The Cleveland Clinic researchers are particularly proud of the study’s collaboration among various medical specialties, including urology and pulmonology. “Discovery occurs more rapidly by working together,” Erzurum says. The investigators hope to conduct a prospective follow-up trial.

“As a urologist, the fact that a significant proportion of the study’s pediatric population had both asthma and nephrolithiasis was of interest to me,” says Irene M. McAleer, MD, JD, MBA, a clinical professor of urology at the University of California, Irvine, and a pediatric urologist at Children’s Hospital of Orange County, Orange, California. “A pulmonary specialist may be more concerned that their patients with asthma may get kidney stones.”

McAleer says her own clinical experience of the connection between asthma and kidney stone has not been as remarkable as the study shows. “I tend to see more girls, particularly teenaged girls, more children with obesity, and more children with anatomic abnormalities that put them at risk for kidney or ureteral stones than noticing this association with asthma,” she says.

The study investigators’ speculation “that there may be some associated epithelial defect or condition that places this specific population at risk, like cystic fibrosis, is intriguing and sounds like a great idea for research for possible metabolic or molecular differences in these epithelial regions in these children, both for treatment and prevention of asthma and stone formation alike,” McAleer says.

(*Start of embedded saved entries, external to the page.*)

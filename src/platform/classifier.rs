//! Kernel Classifier
//!
//! Maps every observed cluster node to a catalog platform by its kernel
//! version and keeps the platform label on the node in sync. The outcome also
//! tells the caller which node workload variants may be deployed: a platform
//! counts only once every node selected for it carries the label.

use super::catalog::PlatformCatalog;
use super::kernel::KernelVersion;
use crate::crd::NodeSelector;
use crate::domain::ports::{LabelPatch, ResourceStoreRef};
use crate::error::{AggregateError, Result};
use k8s_openapi::api::core::v1::Node;
use std::collections::BTreeMap;
use std::sync::Arc;
use tracing::{debug, info, warn};

/// Node label carrying the platform tag
pub const PLATFORM_LABEL: &str = "nodes.csi-baremetal.dell.com/platform";

// =============================================================================
// Classification Outcome
// =============================================================================

/// Platform chosen for one node
#[derive(Debug, Clone, PartialEq, Eq)]
pub struct PlatformAssignment {
    pub platform: String,
    pub label_tag: String,
}

/// Result of classifying a batch of nodes
#[derive(Debug, Default)]
pub struct ClassificationOutcome {
    /// Node name to the platform it belongs to
    pub labels: BTreeMap<String, PlatformAssignment>,
    /// Platform key to whether every node of that platform is labeled
    pub platforms: BTreeMap<String, bool>,
    /// Per-node parse and label write failures
    pub errors: AggregateError,
}

impl ClassificationOutcome {
    /// Platforms whose node workload variant may be deployed
    pub fn ready_platforms(&self) -> impl Iterator<Item = &str> {
        self.platforms
            .iter()
            .filter(|(_, ready)| **ready)
            .map(|(key, _)| key.as_str())
    }

    pub fn label_of(&self, node: &str) -> Option<&str> {
        self.labels.get(node).map(|a| a.label_tag.as_str())
    }
}

// =============================================================================
// Classifier
// =============================================================================

pub struct KernelClassifier {
    catalog: Arc<PlatformCatalog>,
    store: ResourceStoreRef,
}

impl KernelClassifier {
    pub fn new(catalog: Arc<PlatformCatalog>, store: ResourceStoreRef) -> Self {
        Self { catalog, store }
    }

    pub fn catalog(&self) -> &PlatformCatalog {
        &self.catalog
    }

    /// Classify nodes without touching the cluster.
    ///
    /// Nodes whose kernel version cannot be parsed get no assignment and do
    /// not contribute to the platform set.
    pub fn classify(&self, nodes: &[Node]) -> ClassificationOutcome {
        let mut outcome = ClassificationOutcome::default();

        for node in nodes {
            let name = node_name(node);
            let version = match KernelVersion::parse(kernel_version(node)) {
                Ok(version) => version,
                Err(e) => {
                    warn!(node = %name, error = %e, "Skipping node with unparsable kernel version");
                    outcome.errors.push(e);
                    continue;
                }
            };

            let descriptor = self.catalog.select(&version);
            debug!(node = %name, kernel = %version, platform = descriptor.key(), "Classified node");

            outcome
                .platforms
                .entry(descriptor.key().to_string())
                .or_insert(true);
            outcome.labels.insert(
                name.to_string(),
                PlatformAssignment {
                    platform: descriptor.key().to_string(),
                    label_tag: descriptor.label_tag().to_string(),
                },
            );
        }

        outcome
    }

    /// Classify and write the platform label on every node that lacks the
    /// expected value. A failed write marks the node's platform as not ready.
    pub async fn apply(&self, nodes: &[Node]) -> ClassificationOutcome {
        let mut outcome = self.classify(nodes);

        for node in nodes {
            let name = node_name(node);
            let Some(assignment) = outcome.labels.get(name) else {
                continue;
            };
            if current_label(node) == Some(assignment.label_tag.as_str()) {
                continue;
            }

            let mut patch = LabelPatch::new();
            patch.insert(PLATFORM_LABEL.to_string(), Some(assignment.label_tag.clone()));
            match self.store.patch_node_labels(name, &patch).await {
                Ok(()) => {
                    info!(node = %name, platform = %assignment.label_tag, "Labeled node");
                }
                Err(e) => {
                    warn!(node = %name, error = %e, "Failed to write platform label");
                    let platform = assignment.platform.clone();
                    outcome.platforms.insert(platform, false);
                    outcome.errors.push(e);
                }
            }
        }

        outcome
    }

    /// Remove the platform label from every node carrying it
    pub async fn clean(&self, nodes: &[Node]) -> Result<()> {
        let mut errors = AggregateError::new();

        for node in nodes.iter().filter(|n| current_label(n).is_some()) {
            let name = node_name(node);
            let mut patch = LabelPatch::new();
            patch.insert(PLATFORM_LABEL.to_string(), None);
            if errors
                .capture(self.store.patch_node_labels(name, &patch).await)
                .is_some()
            {
                info!(node = %name, "Removed platform label");
            }
        }

        errors.into_result()
    }
}

/// Keep only the nodes matching the deployment's node selector
pub fn filter_nodes(nodes: Vec<Node>, selector: Option<&NodeSelector>) -> Vec<Node> {
    match selector {
        None => nodes,
        Some(selector) => nodes
            .into_iter()
            .filter(|node| {
                node.metadata
                    .labels
                    .as_ref()
                    .map_or(false, |labels| selector.matches(labels))
            })
            .collect(),
    }
}

fn node_name(node: &Node) -> &str {
    node.metadata.name.as_deref().unwrap_or_default()
}

fn kernel_version(node: &Node) -> &str {
    node.status
        .as_ref()
        .and_then(|s| s.node_info.as_ref())
        .map(|info| info.kernel_version.as_str())
        .unwrap_or_default()
}

fn current_label(node: &Node) -> Option<&str> {
    node.metadata
        .labels
        .as_ref()
        .and_then(|labels| labels.get(PLATFORM_LABEL))
        .map(String::as_str)
}
//! Patcher configuration per cluster flavor
//!
//! Everything the coordinator needs to know about where a flavor keeps its
//! scheduler: host paths the companion patcher edits, the scheduler pods to
//! watch, and the ConfigMap whose creation marks the start of a rollout.

use crate::crd::DeploymentSpec;
use crate::error::{Error, Result};
use std::fmt;
use std::str::FromStr;

/// Cluster distributions the scheduler patch supports
#[derive(Debug, Clone, Copy, PartialEq, Eq, Hash)]
pub enum ClusterFlavor {
    /// Stock Kubernetes with a static-pod scheduler
    Vanilla,
    /// RKE2
    Rke,
    /// OpenShift, scheduler managed through its config API
    OpenShift,
}

impl ClusterFlavor {
    pub const ALL: [ClusterFlavor; 3] = [
        ClusterFlavor::Vanilla,
        ClusterFlavor::Rke,
        ClusterFlavor::OpenShift,
    ];

    pub fn as_str(&self) -> &'static str {
        match self {
            ClusterFlavor::Vanilla => "vanilla",
            ClusterFlavor::Rke => "rke",
            ClusterFlavor::OpenShift => "openshift",
        }
    }
}

impl fmt::Display for ClusterFlavor {
    fn fmt(&self, f: &mut fmt::Formatter<'_>) -> fmt::Result {
        f.write_str(self.as_str())
    }
}

impl FromStr for ClusterFlavor {
    type Err = Error;

    fn from_str(s: &str) -> Result<Self> {
        ClusterFlavor::ALL
            .into_iter()
            .find(|flavor| flavor.as_str() == s)
            .ok_or_else(|| Error::Configuration(format!("unsupported platform {:?}", s)))
    }
}

/// ConfigMap whose creation timestamp starts the readiness clock
#[derive(Debug, Clone, PartialEq, Eq)]
pub enum WatchedConfigMap {
    /// The extender ConfigMap the operator writes in its own namespace
    Owned,
    /// A ConfigMap the flavor regenerates after the patch lands
    External { namespace: String, name: String },
}

/// Host paths for static-pod flavors
#[derive(Debug, Clone, PartialEq, Eq)]
pub struct HostPaths {
    pub manifests_dir: String,
    pub config_path: String,
    pub policy_path: String,
    pub kubeconfig: String,
}

impl HostPaths {
    /// Directory holding the scheduler config and policy files
    pub fn config_dir(&self) -> &str {
        self.config_path
            .rsplit_once('/')
            .map_or(self.config_path.as_str(), |(dir, _)| dir)
    }

    pub fn scheduler_manifest(&self) -> String {
        format!("{}/kube-scheduler.yaml", self.manifests_dir)
    }
}

/// OpenShift objects the patch writes or points at
#[derive(Debug, Clone, PartialEq, Eq)]
pub struct OpenShiftTargets {
    pub config_map_namespace: String,
    pub config_map_name: String,
    pub config_map_key: String,
    /// Name of the `Scheduler` or `SecondaryScheduler` object to patch
    pub resource_name: String,
    /// Set for the secondary scheduler, which is namespaced
    pub resource_namespace: Option<String>,
}

/// How the extender reaches the scheduler
#[derive(Debug, Clone, PartialEq, Eq)]
pub enum PatchTarget {
    /// Companion DaemonSet editing static pod files on the host
    StaticPod(HostPaths),
    /// Scheduler config objects of OpenShift
    OpenShift(OpenShiftTargets),
}

/// Per-pass patch configuration derived from the deployment's platform
#[derive(Debug, Clone, PartialEq, Eq)]
pub struct PatcherConfiguration {
    pub flavor: ClusterFlavor,
    pub target: PatchTarget,
    pub scheduler_namespace: String,
    pub scheduler_selector: String,
    pub watched: WatchedConfigMap,
}

impl PatcherConfiguration {
    pub const SECONDARY_SCHEDULER_NAMESPACE: &'static str = "openshift-secondary-scheduler-operator";
    pub const SECONDARY_SCHEDULER_NAME: &'static str = "secondary-scheduler";

    /// Configuration for a flavor, without the secondary scheduler override
    pub fn new(platform: &str) -> Result<Self> {
        let flavor: ClusterFlavor = platform.parse()?;
        Ok(match flavor {
            ClusterFlavor::Vanilla => Self {
                flavor,
                target: PatchTarget::StaticPod(HostPaths {
                    manifests_dir: "/etc/kubernetes/manifests".into(),
                    config_path: "/etc/kubernetes/scheduler/config.yaml".into(),
                    policy_path: "/etc/kubernetes/scheduler/policy.yaml".into(),
                    kubeconfig: "/etc/kubernetes/scheduler.conf".into(),
                }),
                scheduler_namespace: "kube-system".into(),
                scheduler_selector: "component=kube-scheduler".into(),
                watched: WatchedConfigMap::Owned,
            },
            ClusterFlavor::Rke => Self {
                flavor,
                target: PatchTarget::StaticPod(HostPaths {
                    manifests_dir: "/var/lib/rancher/rke2/agent/pod-manifests".into(),
                    config_path: "/var/lib/rancher/rke2/agent/scheduler/config.yaml".into(),
                    policy_path: "/var/lib/rancher/rke2/agent/scheduler/policy.yaml".into(),
                    kubeconfig: "/var/lib/rancher/rke2/server/cred/scheduler.kubeconfig".into(),
                }),
                scheduler_namespace: "kube-system".into(),
                scheduler_selector: "component=kube-scheduler".into(),
                watched: WatchedConfigMap::Owned,
            },
            ClusterFlavor::OpenShift => Self {
                flavor,
                target: PatchTarget::OpenShift(OpenShiftTargets {
                    config_map_namespace: "openshift-config".into(),
                    config_map_name: "scheduler-policy".into(),
                    config_map_key: "policy.cfg".into(),
                    resource_name: "cluster".into(),
                    resource_namespace: None,
                }),
                scheduler_namespace: "openshift-kube-scheduler".into(),
                scheduler_selector: "app=openshift-kube-scheduler".into(),
                watched: WatchedConfigMap::External {
                    namespace: "openshift-kube-scheduler".into(),
                    name: "config".into(),
                },
            },
        })
    }

    /// Configuration for a deployment, honoring `useSecondaryScheduler` on OpenShift
    pub fn for_spec(spec: &DeploymentSpec) -> Result<Self> {
        let mut config = Self::new(&spec.platform)?;
        if config.flavor == ClusterFlavor::OpenShift && spec.scheduler.use_secondary_scheduler {
            let namespace = Self::SECONDARY_SCHEDULER_NAMESPACE.to_string();
            config.target = PatchTarget::OpenShift(OpenShiftTargets {
                config_map_namespace: namespace.clone(),
                config_map_name: "secondary-scheduler-config".into(),
                config_map_key: "config.yaml".into(),
                resource_name: "cluster".into(),
                resource_namespace: Some(namespace.clone()),
            });
            config.scheduler_namespace = namespace.clone();
            config.scheduler_selector = format!("app={}", Self::SECONDARY_SCHEDULER_NAME);
            config.watched = WatchedConfigMap::External {
                namespace,
                name: "secondary-scheduler-config".into(),
            };
        }
        Ok(config)
    }

    pub fn uses_secondary_scheduler(&self) -> bool {
        matches!(&self.target, PatchTarget::OpenShift(t) if t.resource_namespace.is_some())
    }

    pub fn host_paths(&self) -> Option<&HostPaths> {
        match &self.target {
            PatchTarget::StaticPod(host) => Some(host),
            PatchTarget::OpenShift(_) => None,
        }
    }

    pub fn openshift_targets(&self) -> Option<&OpenShiftTargets> {
        match &self.target {
            PatchTarget::OpenShift(targets) => Some(targets),
            PatchTarget::StaticPod(_) => None,
        }
    }
}

#[cfg(test)]
mod tests {
    use super::*;
    use assert_matches::assert_matches;

    #[test]
    fn test_every_flavor_has_a_configuration() {
        for flavor in ClusterFlavor::ALL {
            let config = PatcherConfiguration::new(flavor.as_str()).unwrap();
            assert_eq!(config.flavor, flavor);
            assert_eq!(
                config.host_paths().is_some(),
                flavor != ClusterFlavor::OpenShift
            );
        }
    }

    #[test]
    fn test_unknown_platform_fails_closed() {
        assert_matches!(PatcherConfiguration::new("mesos"), Err(Error::Configuration(_)));
        assert_matches!(PatcherConfiguration::new(""), Err(Error::Configuration(_)));
        assert_matches!(PatcherConfiguration::new("Vanilla"), Err(Error::Configuration(_)));
    }

    #[test]
    fn test_host_paths() {
        let config = PatcherConfiguration::new("vanilla").unwrap();
        let host = config.host_paths().unwrap();
        assert_eq!(host.config_dir(), "/etc/kubernetes/scheduler");
        assert_eq!(host.scheduler_manifest(), "/etc/kubernetes/manifests/kube-scheduler.yaml");
    }

    #[test]
    fn test_secondary_scheduler_override() {
        let mut spec = DeploymentSpec {
            platform: "openshift".into(),
            ..Default::default()
        };
        assert!(!PatcherConfiguration::for_spec(&spec).unwrap().uses_secondary_scheduler());

        spec.scheduler.use_secondary_scheduler = true;
        let config = PatcherConfiguration::for_spec(&spec).unwrap();
        assert!(config.uses_secondary_scheduler());
        assert_eq!(config.scheduler_namespace, "openshift-secondary-scheduler-operator");

        spec.platform = "vanilla".into();
        let config = PatcherConfiguration::for_spec(&spec).unwrap();
        assert!(!config.uses_secondary_scheduler());
        assert_eq!(config.watched, WatchedConfigMap::Owned);
    }
}
//! In-Memory Resource Store
//!
//! A [`ResourceStore`] that keeps cluster objects in process memory. Used by
//! standalone mode and by the test suite, which relies on its mutation
//! counters and failure injection.
//!
//! Deleting a dependent resource that still carries finalizers only marks it
//! for deletion; it disappears once its finalizers are cleared, mirroring the
//! API server.

use super::selector_matches;
use crate::crd::{AvailableCapacityReservation, CsibmNode, Scheduler, SecondaryScheduler};
use crate::domain::ports::{
    DependentKind, DependentRecord, DependentRef, LabelPatch, ResourceStore,
};
use crate::error::{Error, Result};
use async_trait::async_trait;
use chrono::{DateTime, Utc};
use k8s_openapi::api::apps::v1::DaemonSet;
use k8s_openapi::api::core::v1::{ConfigMap, Node, Pod};
use k8s_openapi::apimachinery::pkg::apis::meta::v1::{ObjectMeta, Time};
use parking_lot::RwLock;
use std::collections::{BTreeMap, BTreeSet};
use std::sync::atomic::{AtomicU64, Ordering};

type NamespacedKey = (String, String);

#[derive(Debug, Clone)]
struct StoredDependent {
    record: DependentRecord,
    deletion_requested: bool,
}

#[derive(Default)]
struct ClusterState {
    nodes: BTreeMap<String, Node>,
    pods: BTreeMap<NamespacedKey, Pod>,
    identities: BTreeMap<String, CsibmNode>,
    dependents: BTreeMap<DependentRef, StoredDependent>,
    config_maps: BTreeMap<NamespacedKey, ConfigMap>,
    daemon_sets: BTreeMap<NamespacedKey, DaemonSet>,
    schedulers: BTreeMap<String, Scheduler>,
    secondary_schedulers: BTreeMap<NamespacedKey, SecondaryScheduler>,
    reservations: BTreeMap<String, AvailableCapacityReservation>,
}

/// Counts of successful write calls
#[derive(Debug, Clone, Copy, Default, PartialEq, Eq)]
pub struct MutationSnapshot {
    pub creates: u64,
    pub updates: u64,
    pub deletes: u64,
}

impl MutationSnapshot {
    pub fn total(&self) -> u64 {
        self.creates + self.updates + self.deletes
    }

    /// Mutations performed since `earlier`
    pub fn since(&self, earlier: &MutationSnapshot) -> MutationSnapshot {
        MutationSnapshot {
            creates: self.creates - earlier.creates,
            updates: self.updates - earlier.updates,
            deletes: self.deletes - earlier.deletes,
        }
    }
}

#[derive(Default)]
struct MutationCounters {
    creates: AtomicU64,
    updates: AtomicU64,
    deletes: AtomicU64,
}

/// In-memory cluster model
pub struct MemoryStore {
    state: RwLock<ClusterState>,
    now: RwLock<DateTime<Utc>>,
    failures: RwLock<BTreeSet<String>>,
    counters: MutationCounters,
    next_resource_version: AtomicU64,
}

impl Default for MemoryStore {
    fn default() -> Self {
        Self::new()
    }
}
//! Node Lifecycle Reconciler
//!
//! Drains, labels and tears down per-node driver state when a cluster node is
//! removed or taken down for maintenance.

pub mod maintenance;
pub mod reconciler;
pub mod removal;
pub mod state;

pub use maintenance::{MaintenanceEvictor, DRIVER_POD_SELECTOR};
pub use reconciler::{LifecycleReport, NodeLifecycleReconciler};
pub use removal::{NodeRemoval, NODE_AGENT_SELECTOR};
pub use state::{NodeState, DRAIN_KEY, MAINTENANCE_VALUE, REMOVAL_VALUE};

Next: A paradigm shift in asthma treatment

McAleer found interesting the asthma treatment regimens. “Chronic steroid use, primarily oral administration, is associated with increase urolithiasis, due to increased mobilization of calcium from the bone and possible increased hypercalcuria,” she says. “It is uncertain that inhaled steroids would cause the same release of calcium.”

Additionally, the children that had 24-hour urine collections in the asthma and stone groups and stone-only group “did not have a markedly different urine calcium concentration, so it is difficult to see why these children at the Cleveland Clinic were more likely to have stones associated with their asthma,” McAleer says.

McAleer notes it is too early for pediatricians to be alarmed by any of the study’s findings. “I think that the association found here may be due to referral patterns to the Cleveland Clinic and their review of the data based on coding of the 2 conditions,” she says. “However, pediatricians should be aware that there may be a link between asthma and urolithiasis to help with a differential diagnosis for a child with abdominal or flank pain, with or without gross hematuria, as possibly having a kidney or ureteral stone, just as they are aware that children with cystic fibrosis are at higher risk for kidney or ureteral stone formation, due to their cystic fibrosis.”

Studying the cystic fibrosis population that has both significant pulmonary fibrosis and renal stone formation “may crack the presumed association that is softly associated in the general pediatric asthmatic population,” McAleer says.

Drs Erzurum, McAleer, and Monga report no relevant financial disclosures.

 

REFERENCES

1. Kartha GK, Li I, Comhair S, Erzurum SC, Monga M. Co-occurrence of asthma and nephrolithiasis in children. PLoS One. 2017;(12(1):e0168813.

2. Gibney EM, Goldfarb DS. The association of nephrolithiasis with cystic fibrosis. Am J Kidney Dis. 2003;42(1):1-11.

3. Khan SR. Reactive oxygen species, inflammation and calcium oxalate nephrolithiasis. Transl Androl Urol. 2014;3(3):256-276.

4. Loftus PA, Wise SK. Epidemiology of asthma. Curr Opin Otolaryngol Head Neck Surg. 2016;24(3):245-249.

5. Routh JC, Graham DA, Nelson CP. Epidemiological trends in pediatric urolithiasis at United States freestanding pediatric hospitals. J Urol. 2010;184(3):1100-1104.